* **What the exercise asks**: From the data underneath, reproduce exactly the stretch that begins at the line with "use super::*;" and ends after the line with "let mut engine".

* **Stored data entries**:
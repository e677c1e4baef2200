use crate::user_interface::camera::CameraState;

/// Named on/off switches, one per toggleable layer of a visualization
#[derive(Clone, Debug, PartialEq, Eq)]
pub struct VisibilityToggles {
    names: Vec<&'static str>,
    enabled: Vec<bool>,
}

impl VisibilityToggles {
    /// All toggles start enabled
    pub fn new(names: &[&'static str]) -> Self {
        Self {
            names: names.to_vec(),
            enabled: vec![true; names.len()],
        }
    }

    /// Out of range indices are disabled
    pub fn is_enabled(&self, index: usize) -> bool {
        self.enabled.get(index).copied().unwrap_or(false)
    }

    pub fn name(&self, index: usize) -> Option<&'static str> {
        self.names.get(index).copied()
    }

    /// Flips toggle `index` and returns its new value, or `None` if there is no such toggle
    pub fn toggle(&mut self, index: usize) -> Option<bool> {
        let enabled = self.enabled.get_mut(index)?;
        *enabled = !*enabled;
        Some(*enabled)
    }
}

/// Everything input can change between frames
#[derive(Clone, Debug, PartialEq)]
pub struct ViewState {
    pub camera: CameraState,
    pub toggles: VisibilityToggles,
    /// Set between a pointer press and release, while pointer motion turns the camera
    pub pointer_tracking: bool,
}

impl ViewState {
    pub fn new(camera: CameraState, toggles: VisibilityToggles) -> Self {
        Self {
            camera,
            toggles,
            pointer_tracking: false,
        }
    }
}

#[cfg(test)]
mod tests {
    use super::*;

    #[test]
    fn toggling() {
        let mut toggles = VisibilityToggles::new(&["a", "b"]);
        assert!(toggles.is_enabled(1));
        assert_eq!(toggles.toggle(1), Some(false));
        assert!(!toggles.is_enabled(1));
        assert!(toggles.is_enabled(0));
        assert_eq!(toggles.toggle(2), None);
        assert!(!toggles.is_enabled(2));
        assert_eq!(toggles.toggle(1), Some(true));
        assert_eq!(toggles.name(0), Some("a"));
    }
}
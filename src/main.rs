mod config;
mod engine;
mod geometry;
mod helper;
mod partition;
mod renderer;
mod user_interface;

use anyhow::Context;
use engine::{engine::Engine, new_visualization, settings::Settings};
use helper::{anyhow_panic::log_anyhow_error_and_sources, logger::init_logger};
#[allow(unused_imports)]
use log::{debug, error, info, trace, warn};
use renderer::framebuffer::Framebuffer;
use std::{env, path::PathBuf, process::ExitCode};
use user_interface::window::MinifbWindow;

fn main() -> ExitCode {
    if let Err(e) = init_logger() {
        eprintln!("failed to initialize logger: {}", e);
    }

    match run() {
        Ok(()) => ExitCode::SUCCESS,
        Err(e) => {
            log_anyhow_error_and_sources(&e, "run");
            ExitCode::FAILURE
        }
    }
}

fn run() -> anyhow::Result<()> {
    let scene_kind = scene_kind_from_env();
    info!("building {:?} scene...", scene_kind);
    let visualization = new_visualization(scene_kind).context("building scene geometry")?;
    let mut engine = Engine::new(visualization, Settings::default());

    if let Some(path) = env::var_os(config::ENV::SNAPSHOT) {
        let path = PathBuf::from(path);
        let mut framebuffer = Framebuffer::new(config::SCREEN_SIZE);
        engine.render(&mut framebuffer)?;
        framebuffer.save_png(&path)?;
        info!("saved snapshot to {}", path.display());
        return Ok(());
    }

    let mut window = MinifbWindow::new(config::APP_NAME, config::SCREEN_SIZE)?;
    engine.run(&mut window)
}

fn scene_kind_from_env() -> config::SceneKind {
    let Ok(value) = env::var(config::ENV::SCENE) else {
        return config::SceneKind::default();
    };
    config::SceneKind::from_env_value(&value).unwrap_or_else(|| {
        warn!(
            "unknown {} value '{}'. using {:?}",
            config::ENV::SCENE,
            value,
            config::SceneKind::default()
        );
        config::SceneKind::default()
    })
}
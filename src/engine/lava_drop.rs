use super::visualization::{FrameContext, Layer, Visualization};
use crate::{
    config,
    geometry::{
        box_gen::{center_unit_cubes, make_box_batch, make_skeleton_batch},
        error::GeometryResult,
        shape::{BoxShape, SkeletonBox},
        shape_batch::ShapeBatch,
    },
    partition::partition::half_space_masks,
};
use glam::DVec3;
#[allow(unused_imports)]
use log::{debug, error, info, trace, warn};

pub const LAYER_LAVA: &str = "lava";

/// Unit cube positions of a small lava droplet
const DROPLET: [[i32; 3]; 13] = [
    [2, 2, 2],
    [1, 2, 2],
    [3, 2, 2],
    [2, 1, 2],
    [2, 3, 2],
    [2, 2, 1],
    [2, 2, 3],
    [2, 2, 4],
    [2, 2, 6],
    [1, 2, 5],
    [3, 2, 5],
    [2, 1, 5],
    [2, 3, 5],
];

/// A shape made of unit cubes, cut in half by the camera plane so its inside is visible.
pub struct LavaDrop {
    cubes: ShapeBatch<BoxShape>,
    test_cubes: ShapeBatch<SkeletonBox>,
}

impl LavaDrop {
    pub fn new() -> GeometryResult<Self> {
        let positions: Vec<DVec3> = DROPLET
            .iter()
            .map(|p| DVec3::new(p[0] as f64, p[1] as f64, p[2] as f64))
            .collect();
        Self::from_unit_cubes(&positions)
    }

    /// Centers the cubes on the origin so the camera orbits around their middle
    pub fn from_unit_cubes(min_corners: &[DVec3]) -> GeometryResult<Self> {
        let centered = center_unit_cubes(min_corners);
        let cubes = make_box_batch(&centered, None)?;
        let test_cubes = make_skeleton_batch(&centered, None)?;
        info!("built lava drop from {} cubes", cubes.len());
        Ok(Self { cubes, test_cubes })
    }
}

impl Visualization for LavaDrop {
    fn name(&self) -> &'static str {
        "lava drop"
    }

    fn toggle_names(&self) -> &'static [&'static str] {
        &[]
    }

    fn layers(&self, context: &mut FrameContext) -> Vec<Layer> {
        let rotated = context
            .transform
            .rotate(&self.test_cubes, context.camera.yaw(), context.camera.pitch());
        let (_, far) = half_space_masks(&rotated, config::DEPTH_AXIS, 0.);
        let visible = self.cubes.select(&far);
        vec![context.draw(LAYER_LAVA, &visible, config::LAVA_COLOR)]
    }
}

--

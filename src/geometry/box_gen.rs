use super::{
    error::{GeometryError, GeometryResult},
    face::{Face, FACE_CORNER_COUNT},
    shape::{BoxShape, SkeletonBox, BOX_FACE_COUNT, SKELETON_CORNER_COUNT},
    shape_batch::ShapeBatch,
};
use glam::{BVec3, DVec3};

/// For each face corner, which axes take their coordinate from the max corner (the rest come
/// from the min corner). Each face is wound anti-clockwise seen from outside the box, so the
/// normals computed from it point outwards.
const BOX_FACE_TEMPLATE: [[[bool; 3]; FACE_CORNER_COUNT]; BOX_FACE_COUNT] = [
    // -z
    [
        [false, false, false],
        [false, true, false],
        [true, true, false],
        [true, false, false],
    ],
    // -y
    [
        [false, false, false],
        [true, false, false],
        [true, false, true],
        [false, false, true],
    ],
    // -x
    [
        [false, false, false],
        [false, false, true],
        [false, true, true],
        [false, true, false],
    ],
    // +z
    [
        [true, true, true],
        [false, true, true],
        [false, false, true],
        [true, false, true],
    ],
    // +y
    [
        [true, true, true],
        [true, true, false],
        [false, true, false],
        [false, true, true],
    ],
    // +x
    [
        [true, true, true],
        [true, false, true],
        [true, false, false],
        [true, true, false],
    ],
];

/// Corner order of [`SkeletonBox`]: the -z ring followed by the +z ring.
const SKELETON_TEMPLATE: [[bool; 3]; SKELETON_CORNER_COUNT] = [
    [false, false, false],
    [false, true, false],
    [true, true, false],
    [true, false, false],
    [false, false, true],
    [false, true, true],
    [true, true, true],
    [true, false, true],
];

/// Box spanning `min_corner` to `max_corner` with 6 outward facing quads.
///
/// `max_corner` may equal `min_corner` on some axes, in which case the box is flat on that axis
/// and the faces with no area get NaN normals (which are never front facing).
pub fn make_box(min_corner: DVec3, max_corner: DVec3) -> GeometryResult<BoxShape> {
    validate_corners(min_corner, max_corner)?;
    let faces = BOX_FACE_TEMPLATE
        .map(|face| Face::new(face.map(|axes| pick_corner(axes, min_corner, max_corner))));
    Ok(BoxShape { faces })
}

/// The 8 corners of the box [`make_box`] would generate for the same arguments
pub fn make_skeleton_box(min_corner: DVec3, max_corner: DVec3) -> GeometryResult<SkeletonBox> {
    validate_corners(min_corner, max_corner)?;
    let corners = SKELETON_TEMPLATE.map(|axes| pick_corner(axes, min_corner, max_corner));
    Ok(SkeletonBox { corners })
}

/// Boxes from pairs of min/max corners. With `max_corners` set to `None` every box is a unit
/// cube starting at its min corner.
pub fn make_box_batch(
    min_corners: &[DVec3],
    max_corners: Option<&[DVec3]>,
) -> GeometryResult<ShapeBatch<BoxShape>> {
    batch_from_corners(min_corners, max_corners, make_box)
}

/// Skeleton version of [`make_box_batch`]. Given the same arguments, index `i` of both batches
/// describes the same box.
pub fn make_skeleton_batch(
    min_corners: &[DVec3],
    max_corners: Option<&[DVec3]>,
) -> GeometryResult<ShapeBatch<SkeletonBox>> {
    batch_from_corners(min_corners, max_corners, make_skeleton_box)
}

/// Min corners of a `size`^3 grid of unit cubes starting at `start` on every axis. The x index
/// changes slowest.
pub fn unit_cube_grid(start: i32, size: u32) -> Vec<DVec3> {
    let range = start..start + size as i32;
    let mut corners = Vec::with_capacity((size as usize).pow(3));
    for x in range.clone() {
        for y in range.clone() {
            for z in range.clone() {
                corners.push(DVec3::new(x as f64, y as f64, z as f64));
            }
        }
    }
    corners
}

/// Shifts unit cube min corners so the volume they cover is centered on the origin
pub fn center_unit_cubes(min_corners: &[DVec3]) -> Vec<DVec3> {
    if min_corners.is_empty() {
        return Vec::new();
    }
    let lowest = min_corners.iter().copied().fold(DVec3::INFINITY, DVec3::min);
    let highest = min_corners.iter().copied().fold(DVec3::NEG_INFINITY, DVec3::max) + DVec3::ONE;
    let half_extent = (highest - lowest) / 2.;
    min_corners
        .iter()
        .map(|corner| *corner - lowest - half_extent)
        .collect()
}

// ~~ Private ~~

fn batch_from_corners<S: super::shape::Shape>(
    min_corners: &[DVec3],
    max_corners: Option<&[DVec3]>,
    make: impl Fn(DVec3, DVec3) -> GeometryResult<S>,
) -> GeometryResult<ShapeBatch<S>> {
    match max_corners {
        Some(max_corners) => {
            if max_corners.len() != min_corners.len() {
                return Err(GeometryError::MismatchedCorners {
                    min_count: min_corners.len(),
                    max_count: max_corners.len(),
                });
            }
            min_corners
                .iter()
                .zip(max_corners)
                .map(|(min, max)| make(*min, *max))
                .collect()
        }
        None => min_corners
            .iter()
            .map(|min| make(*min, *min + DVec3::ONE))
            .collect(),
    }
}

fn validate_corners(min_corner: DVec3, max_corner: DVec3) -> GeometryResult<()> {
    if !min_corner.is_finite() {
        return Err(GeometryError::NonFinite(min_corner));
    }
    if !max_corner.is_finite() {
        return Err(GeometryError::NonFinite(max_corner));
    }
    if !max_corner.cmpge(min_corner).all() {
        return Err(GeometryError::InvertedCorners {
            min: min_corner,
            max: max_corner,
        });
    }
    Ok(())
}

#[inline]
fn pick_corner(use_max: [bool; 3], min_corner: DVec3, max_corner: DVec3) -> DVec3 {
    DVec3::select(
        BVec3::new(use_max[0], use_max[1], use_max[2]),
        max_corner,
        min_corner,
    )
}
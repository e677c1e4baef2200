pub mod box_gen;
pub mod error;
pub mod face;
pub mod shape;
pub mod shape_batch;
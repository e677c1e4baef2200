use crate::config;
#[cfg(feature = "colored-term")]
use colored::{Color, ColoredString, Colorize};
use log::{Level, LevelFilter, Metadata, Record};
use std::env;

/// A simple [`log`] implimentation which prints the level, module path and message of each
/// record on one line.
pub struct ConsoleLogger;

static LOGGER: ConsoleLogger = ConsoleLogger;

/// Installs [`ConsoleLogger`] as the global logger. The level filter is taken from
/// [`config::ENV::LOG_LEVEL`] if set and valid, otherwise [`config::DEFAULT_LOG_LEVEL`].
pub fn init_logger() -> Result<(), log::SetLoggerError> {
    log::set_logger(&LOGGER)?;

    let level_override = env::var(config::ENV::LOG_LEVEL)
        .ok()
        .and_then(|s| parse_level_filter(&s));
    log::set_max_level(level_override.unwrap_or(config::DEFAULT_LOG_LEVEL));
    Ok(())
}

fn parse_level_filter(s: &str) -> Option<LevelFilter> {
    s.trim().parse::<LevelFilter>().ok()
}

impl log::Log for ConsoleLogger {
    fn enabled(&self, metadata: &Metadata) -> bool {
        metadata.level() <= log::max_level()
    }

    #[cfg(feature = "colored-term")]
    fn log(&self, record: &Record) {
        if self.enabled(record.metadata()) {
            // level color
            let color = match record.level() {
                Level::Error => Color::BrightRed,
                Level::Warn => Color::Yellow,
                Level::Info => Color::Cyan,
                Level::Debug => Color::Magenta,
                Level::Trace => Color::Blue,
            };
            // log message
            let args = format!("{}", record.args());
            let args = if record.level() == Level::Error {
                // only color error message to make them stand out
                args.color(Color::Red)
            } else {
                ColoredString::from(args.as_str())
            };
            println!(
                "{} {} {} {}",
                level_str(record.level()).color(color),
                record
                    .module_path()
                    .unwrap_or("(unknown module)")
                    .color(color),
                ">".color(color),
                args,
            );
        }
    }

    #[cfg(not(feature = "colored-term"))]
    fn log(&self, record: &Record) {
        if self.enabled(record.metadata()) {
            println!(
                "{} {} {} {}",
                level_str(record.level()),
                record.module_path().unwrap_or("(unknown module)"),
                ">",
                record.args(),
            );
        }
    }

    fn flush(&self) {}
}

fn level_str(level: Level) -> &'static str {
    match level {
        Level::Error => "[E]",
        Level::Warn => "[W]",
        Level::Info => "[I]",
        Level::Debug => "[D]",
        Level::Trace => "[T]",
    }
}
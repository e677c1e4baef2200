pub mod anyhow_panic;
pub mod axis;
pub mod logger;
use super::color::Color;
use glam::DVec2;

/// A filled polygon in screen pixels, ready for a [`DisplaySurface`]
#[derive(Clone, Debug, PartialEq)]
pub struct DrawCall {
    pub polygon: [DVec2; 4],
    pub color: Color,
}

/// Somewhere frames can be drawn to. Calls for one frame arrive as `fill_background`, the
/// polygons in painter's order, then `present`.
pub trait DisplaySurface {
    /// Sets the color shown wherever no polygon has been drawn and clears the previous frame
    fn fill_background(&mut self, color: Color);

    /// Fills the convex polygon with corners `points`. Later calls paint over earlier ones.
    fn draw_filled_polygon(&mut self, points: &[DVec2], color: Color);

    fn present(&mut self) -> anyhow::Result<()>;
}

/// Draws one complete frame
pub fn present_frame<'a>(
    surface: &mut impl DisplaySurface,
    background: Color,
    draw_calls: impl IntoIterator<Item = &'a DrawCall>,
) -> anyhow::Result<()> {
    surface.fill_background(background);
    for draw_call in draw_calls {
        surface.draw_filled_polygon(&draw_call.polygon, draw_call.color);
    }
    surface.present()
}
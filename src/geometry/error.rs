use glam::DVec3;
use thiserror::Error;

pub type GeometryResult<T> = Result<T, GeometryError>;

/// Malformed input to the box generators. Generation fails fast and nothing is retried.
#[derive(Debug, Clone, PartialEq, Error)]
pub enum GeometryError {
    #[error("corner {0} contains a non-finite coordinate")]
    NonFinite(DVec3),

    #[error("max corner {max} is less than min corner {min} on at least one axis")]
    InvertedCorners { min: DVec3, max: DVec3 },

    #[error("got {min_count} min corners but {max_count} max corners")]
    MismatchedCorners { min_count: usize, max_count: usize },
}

* **Reply**:
    use super::*;

    #[test]
    fn toggling() {
        let mut toggles = VisibilityToggles::new(&["a", "b"]);
        assert!(toggles.is_enabled(1));
        assert_eq!(toggles.toggle(1), Some(false));
        assert!(!toggles.is_enabled(1));
        assert!(toggles.is_enabled(0));
        assert_eq!(toggles.toggle(2), None);
        assert!(!toggles.is_enabled(2));
        assert_eq!(toggles.toggle(1), Some(true));
        assert_eq!(toggles.name(0), Some("a"));
    }
}
filename src/main.rs
mod config;
mod engine;
mod geometry;
mod helper;
mod partition;
mod renderer;
mod user_interface;

use anyhow::Context;
use engine::{engine::Engine, new_visualization, settings::Settings};
use helper::{anyhow_panic::log_anyhow_error_and_sources, logger::init_logger};
#[allow(unused_imports)]
use log::{debug, error, info, trace, warn};
use renderer::framebuffer::Framebuffer;
use std::{env, path::PathBuf, process::ExitCode};
use user_interface::window::MinifbWindow;

fn main() -> ExitCode {
    if let Err(e) = init_logger() {
        eprintln!("failed to initialize logger: {}", e);
    }

    match run() {
        Ok(()) => ExitCode::SUCCESS,
        Err(e) => {
            log_anyhow_error_and_sources(&e, "run");
            ExitCode::FAILURE
        }
    }
}

fn run() -> anyhow::Result<()> {
    let scene_kind = scene_kind_from_env();
    info!("building {:?} scene...", scene_kind);
    let visualization = new_visualization(scene_kind).context("building scene geometry")?;
    let mut engine = Engine::new(visualization, Settings::default());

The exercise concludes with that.